Querida mamá zombi,
Sé que hoy te despertaste con el sonido del monitor del bebé, aunque para ser sincera, no necesitas uno. Duermes con tu hijo pegado al pecho, aferrado a la teta como un ancla, y tu otra hija al lado, con una pierna lanzada sobre ti, como si temiera que desaparecieras en mitad de la noche. Es su forma de decir: \»No te vayas, mamá. Quédate aquí\».
El amanecer aún no llega, pero tu mente ya está encendida. Antes de que tus pies toquen el suelo, ya estás resolviendo problemas. ¿Quedará pan para el desayuno? ¿Metí la ropa del uniforme en la lavadora anoche? ¿Cuándo fue la última vez que bebí un café caliente sin interrupciones? Te preguntas si dormiste o si solo cerraste los ojos un rato entre despertares.
La carga mental de una madre es invisible, pero agotadora. La lista de pendientes empieza su desfile mental: pañales, almuerzo, correos, compras, citas médicas, la factura que no puedes olvidar pagar, la cartulina para la manualidad de la escuela que pedían para hoy… y que, por supuesto, no tienes. Todo lo que nadie más recuerda, pero que si se olvida, el mundo se tambalea.
Antes de ser madre, pensabas que entendías el cansancio. Luego, descubriste un agotamiento más profundo, uno que no se mide en bostezos ni en piernas pesadas, sino en pensamientos incesantes. Es el cansancio de anticiparlo todo, de recordar cada detalle, de sostener la casa sin que nadie lo note. De ser el centro de un engranaje que no puede detenerse, porque si tú paras, todo colapsa.
Cuando preparabas el desayuno, tu hija apareció con el uniforme arrugado y una bomba en la mano: \»Mamá, hoy hay que llevar un disfraz a la escuela\». Tu corazón dio un brinco. No recordabas ese aviso. Revisaste la memoria como quien busca un archivo perdido en una computadora saturada. Nada.
Respiraste hondo. Emergencia. Tu mente zumbó como un motor en plena carrera, buscando una solución en fracciones de segundo. Abriste el armario, removiste telas, buscaste entre lo imposible. Finalmente, sacaste una capa roja. \»Serás Caperucita\», dijiste con una sonrisa de falsa seguridad.
Te miraste en el reflejo de la tostadora y ahí estabas: ojeras de guerra, pijama con manchas de la noche anterior y el pelo recogido en un moño de supervivencia. \»Mamá Zombi, pero chic\», murmuraste con una risa cansada.

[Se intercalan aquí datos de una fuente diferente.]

//! # Port Queues
//!
//! The buffer between a linked pair of ports. A queue holds one FIFO per
//! destination partition (`to`); entries remember their source partition
//! (`from`) so end-of-stream can be tracked per source.
//!
//! - [`NormalQueue`] carries payloads and eof markers. Only the destination
//!   partition's lock is taken on push or pop.
//! - [`ShuffleQueue`] carries no payloads at all. It only broadcasts eof, which
//!   makes it suitable for pure dependency edges.
//!
//! If a [`ReadinessBitmap`] is attached, it is updated under the partition
//! lock on every push and pop: `ready` while entries are pending, `finished`
//! once every source signalled eof and the queue is drained.

use crate::border::BorderState;
use crate::error::{GraphError, Result};
use crate::partition::{PartId, PartitionSet};
use crate::payload::{Payload, WirePayload};
use crate::readiness::ReadinessBitmap;
use parking_lot::Mutex;
use std::collections::VecDeque;
use std::sync::atomic::{AtomicU64, AtomicUsize, Ordering};
use std::sync::{Arc, OnceLock};
use tracing::trace;

/// A queued payload in either store form.
#[derive(Debug, Clone)]
pub enum QueueItem {
  /// In-memory payload.
  Data(Payload),
  /// Serialized payload.
  Wire(WirePayload),
}

impl QueueItem {
  /// Bytes accounted against border counters; zero for in-memory payloads.
  pub fn wire_len(&self) -> usize {
    match self {
      QueueItem::Data(_) => 0,
      QueueItem::Wire(wire) => wire.len(),
    }
  }

  /// Data type name of the payload.
  pub fn type_name(&self) -> &str {
    match self {
      QueueItem::Data(payload) => payload.type_name(),
      QueueItem::Wire(wire) => wire.type_name(),
    }
  }
}

/// Outcome of a non-blocking pop.
#[derive(Debug)]
pub enum Popped {
  /// Nothing queued and not finished yet.
  Empty,
  /// A payload from `from`.
  Data {
    /// Source partition.
    from: PartId,
    /// The payload.
    item: QueueItem,
  },
  /// The eof marker of `from`.
  Eof {
    /// Source partition.
    from: PartId,
    /// Every source has signalled eof and nothing is left after this pop.
    finished: bool,
  },
  /// The partition was already finished and drained.
  Finished,
}

#[derive(Debug)]
enum Entry {
  Data { from: PartId, item: QueueItem },
  Eof { from: PartId },
}

struct PartitionQueue {
  entries: VecDeque<Entry>,
  eof: Vec<bool>,
  eof_count: usize,
}

impl PartitionQueue {
  fn new(writers: usize) -> Self {
    Self {
      entries: VecDeque::new(),
      eof: vec![false; writers],
      eof_count: 0,
    }
  }

  fn all_eof(&self) -> bool {
    self.eof_count == self.eof.len()
  }

  fn finished(&self) -> bool {
    self.entries.is_empty() && self.all_eof()
  }
}

/// Shared construction parameters of both queue variants.
struct QueueShape {
  label: String,
  to_part: PartitionSet,
  writers: PartitionSet,
  readiness: OnceLock<Arc<ReadinessBitmap>>,
  state: Option<Arc<BorderState>>,
}

impl QueueShape {
  fn data_after_eof(&self, to: PartId, from: PartId) -> GraphError {
    GraphError::DataAfterEof {
      port: self.label.clone(),
      to,
      from,
    }
  }

  fn to_index(&self, to: PartId) -> Result<usize> {
    self
      .to_part
      .used_index_of(to)
      .ok_or(GraphError::PartIdOverflow {
        id: to,
        count: self.to_part.full_count(),
      })
  }

  fn writer_index(&self, from: PartId) -> Result<usize> {
    self
      .writers
      .used_index_of(from)
      .ok_or(GraphError::PartIdOverflow {
        id: from,
        count: self.writers.full_count(),
      })
  }

  fn publish(&self, to: PartId, ready: bool, finished: bool) {
    if let Some(readiness) = self.readiness.get() {
      // `to` was validated against the same partition space the bitmap covers.
      let _ = readiness.set_state(to, ready, finished);
    }
  }

  fn attach(&self, readiness: Arc<ReadinessBitmap>, finished: impl Fn(PartId) -> bool) -> bool {
    for id in 0..readiness.partition_count() {
      let used = self.to_part.is_used(id);
      let _ = readiness.set_valid(id, used);
      let _ = readiness.set_state(id, false, used && finished(id));
    }
    self.readiness.set(readiness).is_ok()
  }
}

/// Payload-carrying queue.
pub struct NormalQueue {
  shape: QueueShape,
  partitions: Vec<Mutex<PartitionQueue>>,
  live: AtomicUsize,
  total: AtomicU64,
}

impl NormalQueue {
  /// Creates a queue for destinations `to_part` fed by the sources in `writers`.
  pub fn new(
    label: impl Into<String>,
    to_part: PartitionSet,
    writers: PartitionSet,
    state: Option<Arc<BorderState>>,
  ) -> Self {
    let partitions = (0..to_part.used_count())
      .map(|_| Mutex::new(PartitionQueue::new(writers.used_count())))
      .collect();
    Self {
      shape: QueueShape {
        label: label.into(),
        to_part,
        writers,
        readiness: OnceLock::new(),
        state,
      },
      partitions,
      live: AtomicUsize::new(0),
      total: AtomicU64::new(0),
    }
  }

  /// Appends `item` (if any) and, with `eof`, the eof marker of `from`.
  ///
  /// Returns whether partition `to` is finished afterwards. Fails with
  /// `DataAfterEof` if `from` already signalled eof for `to`.
  pub fn push(&self, to: PartId, from: PartId, item: Option<QueueItem>, eof: bool) -> Result<bool> {
    let index = self.shape.to_index(to)?;
    let writer = self.shape.writer_index(from)?;
    let mut queue = self.partitions[index].lock();
    if queue.eof[writer] {
      return Err(self.shape.data_after_eof(to, from));
    }
    Ok(self.append(&mut queue, to, from, writer, item, eof))
  }

  /// Appends the eof marker of `from` to every destination. Nothing is
  /// marked if `from` already signalled eof for any of them.
  pub fn set_eof(&self, from: PartId) -> Result<()> {
    let writer = self.shape.writer_index(from)?;
    let mut queues: Vec<_> = self.partitions.iter().map(|queue| queue.lock()).collect();
    if let Some(index) = queues.iter().position(|queue| queue.eof[writer]) {
      let to = self.shape.to_part.used_id_at(index).unwrap_or_default();
      return Err(self.shape.data_after_eof(to, from));
    }
    for (queue, to) in queues.iter_mut().zip(self.shape.to_part.iter()) {
      self.append(queue, to, from, writer, None, true);
    }
    Ok(())
  }

  fn append(
    &self,
    queue: &mut PartitionQueue,
    to: PartId,
    from: PartId,
    writer: usize,
    item: Option<QueueItem>,
    eof: bool,
  ) -> bool {
    let mut added = 0;
    if let Some(item) = item {
      if let Some(state) = &self.shape.state {
        state.on_push(item.wire_len());
      }
      queue.entries.push_back(Entry::Data { from, item });
      added += 1;
    }
    if eof {
      queue.eof[writer] = true;
      queue.eof_count += 1;
      queue.entries.push_back(Entry::Eof { from });
      added += 1;
    }
    self.live.fetch_add(added, Ordering::AcqRel);
    self.total.fetch_add(added as u64, Ordering::Relaxed);
    let finished = queue.finished();
    self.shape.publish(to, !queue.entries.is_empty(), finished);
    finished
  }

  /// Pops the oldest entry of partition `to` without blocking.
  pub fn pop(&self, to: PartId) -> Result<Popped> {
    let index = self.shape.to_index(to)?;
    let mut queue = self.partitions[index].lock();
    let Some(entry) = queue.entries.pop_front() else {
      return Ok(if queue.all_eof() {
        Popped::Finished
      } else {
        Popped::Empty
      });
    };
    self.live.fetch_sub(1, Ordering::AcqRel);
    let finished = queue.finished();
    self.shape.publish(to, !queue.entries.is_empty(), finished);
    Ok(match entry {
      Entry::Data { from, item } => {
        if let Some(state) = &self.shape.state {
          state.on_pop(item.wire_len());
        }
        Popped::Data { from, item }
      }
      Entry::Eof { from } => {
        trace!(queue = %self.shape.label, to, from, finished, "eof popped");
        Popped::Eof { from, finished }
      }
    })
  }

  /// Whether partition `to` is finished and drained.
  pub fn is_finished(&self, to: PartId) -> Result<bool> {
    let index = self.shape.to_index(to)?;
    Ok(self.partitions[index].lock().finished())
  }

  /// Whether every source signalled eof for `to`, drained or not.
  pub fn is_closed(&self, to: PartId) -> Result<bool> {
    let index = self.shape.to_index(to)?;
    Ok(self.partitions[index].lock().all_eof())
  }

  /// Entries currently queued across all partitions.
  pub fn live(&self) -> usize {
    self.live.load(Ordering::Acquire)
  }

  /// Entries ever queued.
  pub fn total(&self) -> u64 {
    self.total.load(Ordering::Relaxed)
  }

  fn attach_readiness(&self, readiness: Arc<ReadinessBitmap>) -> bool {
    let shape = &self.shape;
    shape.attach(readiness, |id| {
      shape
        .to_index(id)
        .map(|index| self.partitions[index].lock().finished())
        .unwrap_or(false)
    })
  }
}

/// Eof-only queue for dependency edges.
pub struct ShuffleQueue {
  shape: QueueShape,
  eof: Vec<Mutex<PartitionQueue>>,
}

impl ShuffleQueue {
  /// Creates a broadcast queue for destinations `to_part` fed by `writers`.
  pub fn new(
    label: impl Into<String>,
    to_part: PartitionSet,
    writers: PartitionSet,
    state: Option<Arc<BorderState>>,
  ) -> Self {
    let eof = (0..to_part.used_count())
      .map(|_| Mutex::new(PartitionQueue::new(writers.used_count())))
      .collect();
    Self {
      shape: QueueShape {
        label: label.into(),
        to_part,
        writers,
        readiness: OnceLock::new(),
        state,
      },
      eof,
    }
  }

  /// Records eof of `from` for every destination partition. Nothing is
  /// marked if `from` already signalled eof for any of them.
  ///
  /// Returns the destinations that became finished.
  pub fn set_eof(&self, from: PartId) -> Result<Vec<PartId>> {
    let writer = self.shape.writer_index(from)?;
    let mut queues: Vec<_> = self.eof.iter().map(|queue| queue.lock()).collect();
    if let Some(index) = queues.iter().position(|queue| queue.eof[writer]) {
      let to = self.shape.to_part.used_id_at(index).unwrap_or_default();
      return Err(self.shape.data_after_eof(to, from));
    }
    let mut finished = Vec::new();
    for (queue, to) in queues.iter_mut().zip(self.shape.to_part.iter()) {
      queue.eof[writer] = true;
      queue.eof_count += 1;
      if queue.all_eof() {
        finished.push(to);
      }
      self.shape.publish(to, false, queue.all_eof());
    }
    Ok(finished)
  }

  /// Whether every source signalled eof for `to`.
  pub fn is_finished(&self, to: PartId) -> Result<bool> {
    let index = self.shape.to_index(to)?;
    Ok(self.eof[index].lock().all_eof())
  }

  fn attach_readiness(&self, readiness: Arc<ReadinessBitmap>) -> bool {
    let shape = &self.shape;
    shape.attach(readiness, |id| {
      shape
        .to_index(id)
        .map(|index| self.eof[index].lock().all_eof())
        .unwrap_or(false)
    })
  }
}

/// Queue between two linked ports.
pub enum PortQueue {
  /// Payload-carrying FIFO.
  Normal(NormalQueue),
  /// Eof-only broadcast.
  Shuffle(ShuffleQueue),
}

impl PortQueue {
  /// See [`NormalQueue::push`]. A shuffle queue only accepts bare eof.
  pub fn push(&self, to: PartId, from: PartId, item: Option<QueueItem>, eof: bool) -> Result<bool> {
    match self {
      PortQueue::Normal(queue) => queue.push(to, from, item, eof),
      PortQueue::Shuffle(_) => Err(GraphError::Unsupported("push on a shuffle queue")),
    }
  }

  /// See [`NormalQueue::pop`].
  pub fn pop(&self, to: PartId) -> Result<Popped> {
    match self {
      PortQueue::Normal(queue) => queue.pop(to),
      PortQueue::Shuffle(_) => Err(GraphError::Unsupported("pop on a shuffle queue")),
    }
  }

  /// Signals eof of `from` to every destination partition.
  ///
  /// A shuffle queue broadcasts in one step; a normal queue appends one
  /// marker per destination so it is ordered after earlier payloads.
  pub fn set_eof(&self, from: PartId) -> Result<()> {
    match self {
      PortQueue::Normal(queue) => queue.set_eof(from),
      PortQueue::Shuffle(queue) => queue.set_eof(from).map(|_| ()),
    }
  }

  /// Whether destination `to` is finished and drained.
  pub fn is_finished(&self, to: PartId) -> Result<bool> {
    match self {
      PortQueue::Normal(queue) => queue.is_finished(to),
      PortQueue::Shuffle(queue) => queue.is_finished(to),
    }
  }

  /// Whether every source signalled eof for `to`; entries may still be queued.
  pub fn is_closed(&self, to: PartId) -> Result<bool> {
    match self {
      PortQueue::Normal(queue) => queue.is_closed(to),
      PortQueue::Shuffle(queue) => queue.is_finished(to),
    }
  }

  /// Destination partitions.
  pub fn to_part(&self) -> &PartitionSet {
    match self {
      PortQueue::Normal(queue) => &queue.shape.to_part,
      PortQueue::Shuffle(queue) => &queue.shape.to_part,
    }
  }

  /// Source partitions expected to signal eof.
  pub fn writers(&self) -> &PartitionSet {
    match self {
      PortQueue::Normal(queue) => &queue.shape.writers,
      PortQueue::Shuffle(queue) => &queue.shape.writers,
    }
  }

  /// Whether this is an eof-only queue.
  pub fn is_shuffle(&self) -> bool {
    matches!(self, PortQueue::Shuffle(_))
  }

  /// Attaches the consumer's readiness bitmap and initializes it from the
  /// current queue state. Returns `false` if one was already attached.
  pub fn attach_readiness(&self, readiness: Arc<ReadinessBitmap>) -> bool {
    match self {
      PortQueue::Normal(queue) => queue.attach_readiness(readiness),
      PortQueue::Shuffle(queue) => queue.attach_readiness(readiness),
    }
  }
}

Porque, a pesar de todo, aún estás de pie. Aún lo sostienes todo. Aún mantienes el barco a flote.
La maternidad real es eso: vivir en un vaivén entre luces y sombras, entre certezas y dudas. Amar con una intensidad que quema y, al mismo tiempo, anhelar diez minutos a solas. Darlo todo y, sin embargo, soñar con que alguien te sostenga a ti por un momento.
Por la noche, cuando la casa queda en silencio, te dejas caer en el sofá con una taza de té frío que olvidaste calentar. Miras a tu alrededor: juguetes esparcidos, platos en el fregadero, ropa doblada que nadie guardará si no lo haces tú. La lista de pendientes sigue ahí, esperando el amanecer. Suspiraste. Tal vez nadie ve todo lo que haces, pero tú lo sabes. Y en medio del agotamiento, de la carga invisible, de todo el peso que llevas, siempre serás hogar.
Porque ser madre no es solo cuidar, es cargar. Cargar con el amor, con el miedo, con las pequeñas cosas que sostienen un mundo entero sin que nadie lo note. Pero aquí sigues, con las ojeras bien puestas y el corazón latiendo fuerte.
Aquí, otra mamá zombi que te entiende.